Exercise requirements>
For the word "agent", return each line of the data in which it occurs.

Dataset content Block Start

/// Dynamic dispatch over a tool name and a JSON argument bag, for callers
/// (trace auditing, generic MCP plumbing) that only have the name string.
/// Fails `VALIDATION` for any name outside the eight above.
pub async fn call_tool(
    agent: &dyn GraphToolAgent,
    name: &str,
    args: Value,
) -> ReasoningResult<Value> {
    let result = match name {
        "graph.list_data_attributes" => {
            serde_json::to_value(agent.list_data_attributes(&parse_search_params(&args)).await?)
        }
        "graph.list_ontologies" => {
            serde_json::to_value(agent.list_ontologies(&parse_search_params(&args)).await?)
        }
        "graph.get_data_attribute_related_ontologies" => {
            let code = require_code(&args, "attribute_code")?;
            serde_json::to_value(agent.get_data_attribute_related_ontologies(&code).await?)
        }
        "graph.get_ontology_related_resources" => {
            let code = require_code(&args, "ontology_code")?;
            serde_json::to_value(agent.get_ontology_related_resources(&code).await?)
        }
        "graph.get_ontology_details" => {
            let code = require_code(&args, "ontology_code")?;
            serde_json::to_value(agent.get_ontology_details(&code).await?)
        }
        "graph.get_data_attribute_details" => {
            let code = require_code(&args, "attribute_code")?;
            serde_json::to_value(agent.get_data_attribute_details(&code).await?)
        }
        "graph.get_object_property_details" => {
            let code = require_code(&args, "code")?;
            serde_json::to_value(agent.get_object_property_details(&code).await?)
        }
        "graph.get_capability_details" => {
            let code = require_code(&args, "code")?;
            serde_json::to_value(agent.get_capability_details(&code).await?)
        }
        other => {
            return Err(ReasoningError::Validation(ValidationError::InvalidValue {
                field: "name".to_string(),
                reason: format!("unknown tool: {other}"),
            }))
        }
    };

    result.map_err(|e: serde_json::Error| {
        ReasoningError::Validation(ValidationError::InvalidValue {
            field: "result".to_string(),
            reason: e.to_string(),
        })
    })
}

fn not_found(entity: &str, id: &str) -> ReasoningError {
    ReasoningError::Storage(StorageError::NotFound {
        entity: entity.to_string(),
        id: id.to_string(),
    })
}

Dataset content Block End

Finished exercise>
    agent: &dyn GraphToolAgent,
            serde_json::to_value(agent.list_data_attributes(&parse_search_params(&args)).await?)
            serde_json::to_value(agent.list_ontologies(&parse_search_params(&args)).await?)
            serde_json::to_value(agent.get_data_attribute_related_ontologies(&code).await?)
            serde_json::to_value(agent.get_ontology_related_resources(&code).await?)
            serde_json::to_value(agent.get_ontology_details(&code).await?)
            serde_json::to_value(agent.get_data_attribute_details(&code).await?)
            serde_json::to_value(agent.get_object_property_details(&code).await?)
            serde_json::to_value(agent.get_capability_details(&code).await?)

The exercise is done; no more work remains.